(Excerpts from a dataset)
--- START ---

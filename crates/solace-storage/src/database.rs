// SPDX-FileCopyrightText: 2026 Solace Contributors
// SPDX-License-Identifier: MIT OR Apache-2.0

//! Database connection management with PRAGMA setup, WAL mode, and lifecycle.
//!
//! All writes are serialized through tokio-rusqlite's single background thread.
//! `Database` wraps that one connection; query modules accept `&Database` and
//! go through [`Database::connection`]. Do NOT create additional Connection
//! instances for writes.

use solace_core::SolaceError;
use tracing::{debug, info};

use crate::migrations;

/// Handle to the SQLite database.
#[derive(Clone)]
pub struct Database {
    conn: tokio_rusqlite::Connection,
}

impl Database {
    /// Open (creating if needed) the database at `path` and run pending migrations.
    pub async fn open(path: &str) -> Result<Self, SolaceError> {
        Self::open_with(path, true).await
    }

    /// Like [`Database::open`], choosing the journal mode explicitly.
    pub async fn open_with(path: &str, wal_mode: bool) -> Result<Self, SolaceError> {
        if let Some(parent) = std::path::Path::new(path).parent()
            && !parent.as_os_str().is_empty()
        {
            std::fs::create_dir_all(parent).map_err(|e| SolaceError::Storage {
                source: Box::new(e),
            })?;
        }

        let conn = tokio_rusqlite::Connection::open(path)
            .await
            .map_err(|e| SolaceError::Storage {
                source: e.to_string().into(),
            })?;

        let journal = if wal_mode { "WAL" } else { "DELETE" };
        conn.call(move |conn| -> Result<(), rusqlite::Error> {
            let _mode: String =
                conn.pragma_update_and_check(None, "journal_mode", journal, |row| row.get(0))?;
            conn.pragma_update(None, "foreign_keys", "ON")?;
            conn.pragma_update(None, "synchronous", "NORMAL")?;
            conn.busy_timeout(std::time::Duration::from_secs(5))?;
            Ok(())
        })
        .await
        .map_err(map_tr_err)?;

        let applied = conn
            .call(|conn| -> Result<usize, refinery::Error> { migrations::run_migrations(conn) })
            .await
            .map_err(|e| SolaceError::Storage {
                source: e.to_string().into(),
            })?;

        info!(path, applied, wal_mode, "database opened");
        Ok(Self { conn })
    }

    /// The single serialized connection.
    pub fn connection(&self) -> &tokio_rusqlite::Connection {
        &self.conn
    }

    /// Checkpoint the WAL and close the connection.
    pub async fn close(&self) -> Result<(), SolaceError> {
        self.conn
            .call(|conn| -> Result<(), rusqlite::Error> {
                conn.execute_batch("PRAGMA wal_checkpoint(TRUNCATE);")
            })
            .await
            .map_err(map_tr_err)?;
        self.conn
            .clone()
            .close()
            .await
            .map_err(|e| SolaceError::Storage {
                source: e.to_string().into(),
            })?;
        debug!("database closed");
        Ok(())
    }
}

/// Map a tokio-rusqlite call error into the storage error variant.
pub(crate) fn map_tr_err(e: tokio_rusqlite::Error<rusqlite::Error>) -> SolaceError {
    SolaceError::Storage {
        source: Box::new(e),
    }
}

#[cfg(test)]
mod tests {
    use super::*;
    use tempfile::tempdir;

    #[tokio::test]
    async fn open_creates_schema_and_enables_foreign_keys() {
        let dir = tempdir().unwrap();
        let path = dir.path().join("nested").join("solace.db");
        let db = Database::open(path.to_str().unwrap()).await.unwrap();

        let (tables, fk): (i64, i64) = db
            .connection()
            .call(|conn| -> Result<(i64, i64), rusqlite::Error> {
                let tables = conn.query_row(
                    "SELECT COUNT(*) FROM sqlite_master WHERE type = 'table'
                     AND name IN ('users', 'conversations', 'messages', 'queue',
                                  'credit_debits', 'emotion_scores')",
                    [],
                    |row| row.get(0),
                )?;
                let fk = conn.query_row("PRAGMA foreign_keys", [], |row| row.get(0))?;
                Ok((tables, fk))
            })
            .await
            .unwrap();
        assert_eq!(tables, 6);
        assert_eq!(fk, 1);

        db.close().await.unwrap();
    }

    #[tokio::test]
    async fn reopen_is_idempotent() {
        let dir = tempdir().unwrap();
        let path = dir.path().join("solace.db");
        let db = Database::open(path.to_str().unwrap()).await.unwrap();
        db.close().await.unwrap();

        let db = Database::open(path.to_str().unwrap()).await.unwrap();
        db.close().await.unwrap();
    }
}
// SPDX-FileCopyrightText: 2026 Solace Contributors
// SPDX-License-Identifier: MIT OR Apache-2.0

//! Generation stage: turn a queued inbound message into a sent reply.

use chrono::Utc;
use solace_core::SolaceError;
use solace_core::types::{HistoryEntry, MessageId};
use solace_memory::MemoryWindow;
use tracing::{debug, info};

use crate::context::PipelineContext;
use crate::envelope::QueueEnvelope;
use crate::outbound::Delivery;
use crate::prompt::PromptVariant;

/// Result of processing one queue payload.
#[derive(Debug, Clone, PartialEq, Eq)]
pub enum GenerationOutcome {
    /// A reply was persisted and handed to the transport.
    Replied { reply_id: MessageId },
    /// A reply was persisted but the transport refused it.
    Unsent { reply_id: MessageId },
    /// The message came from the system account itself.
    SkippedSystemSender,
    /// The conversation already holds an agent reply (redelivered entry).
    SkippedDuplicate,
}

/// Consumes envelopes produced by ingestion.
#[derive(Clone)]
pub struct Generation {
    ctx: PipelineContext,
}

impl Generation {
    pub fn new(ctx: PipelineContext) -> Self {
        Self { ctx }
    }

    /// Generate and send the reply for one queue payload.
    pub async fn process(&self, payload: &str) -> Result<GenerationOutcome, SolaceError> {
        let inbound = QueueEnvelope::decode(payload)?;

        let sender = self
            .ctx
            .users
            .get_user(inbound.from_user_id)
            .await?
            .ok_or_else(|| SolaceError::not_found("user", inbound.from_user_id))?;

        if self.ctx.system.is(sender.id) {
            debug!(message_id = %inbound.id, "skipping message from system account");
            return Ok(GenerationOutcome::SkippedSystemSender);
        }

        let thread = self
            .ctx
            .messages
            .conversation_messages(inbound.conversation_id)
            .await?;
        if thread.iter().any(|m| self.ctx.system.is(m.from_user_id)) {
            debug!(
                message_id = %inbound.id,
                conversation_id = %inbound.conversation_id,
                "conversation already answered"
            );
            return Ok(GenerationOutcome::SkippedDuplicate);
        }

        let memories = self
            .ctx
            .memory
            .get_memories(sender.id, MemoryWindow::reply(&self.ctx.memory_config))
            .await?;
        let history: Vec<HistoryEntry> = memories
            .iter()
            .filter(|m| m.id != inbound.id)
            .map(|m| m.to_history(&self.ctx.system))
            .collect();

        let variant =
            PromptVariant::for_count(history.len(), self.ctx.memory_config.reply_threshold);
        let prompt = self
            .ctx
            .prompts
            .reply(variant, &sender.first_name, Utc::now());

        let raw = self
            .ctx
            .completion
            .complete(&inbound.body, &prompt, &history)
            .await?;
        let text = self.ctx.completion.clean_text(&raw);
        if text.is_empty() {
            return Err(SolaceError::Provider {
                message: "completion was empty after cleaning".into(),
                source: None,
            });
        }

        let conversation = self.ctx.conversations.get(inbound.conversation_id).await?;
        let delivery = self.ctx.outbound.deliver(&conversation, &sender, text).await?;

        if let Some(emotion) = &self.ctx.emotion {
            emotion.record_best_effort(sender.id, &inbound).await;
        }

        let reply_id = delivery.message().id;
        info!(
            message_id = %inbound.id,
            reply_id = %reply_id,
            user_id = %sender.id,
            history = history.len(),
            variant = ?variant,
            sent = delivery.is_sent(),
            "reply generated"
        );

        Ok(match delivery {
            Delivery::Sent(_) => GenerationOutcome::Replied { reply_id },
            Delivery::Unsent { .. } => GenerationOutcome::Unsent { reply_id },
        })
    }
}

--- END ---

[Task brief] Once you find the line containing "use crate::migrations;", stop: reproduce exactly that line and every line of the data before it, and nothing else.

[Answer section]
filename crates/solace-storage/src/database.rs
// SPDX-FileCopyrightText: 2026 Solace Contributors
// SPDX-License-Identifier: MIT OR Apache-2.0

//! Database connection management with PRAGMA setup, WAL mode, and lifecycle.
//!
//! All writes are serialized through tokio-rusqlite's single background thread.
//! `Database` wraps that one connection; query modules accept `&Database` and
//! go through [`Database::connection`]. Do NOT create additional Connection
//! instances for writes.

use solace_core::SolaceError;
use tracing::{debug, info};

use crate::migrations;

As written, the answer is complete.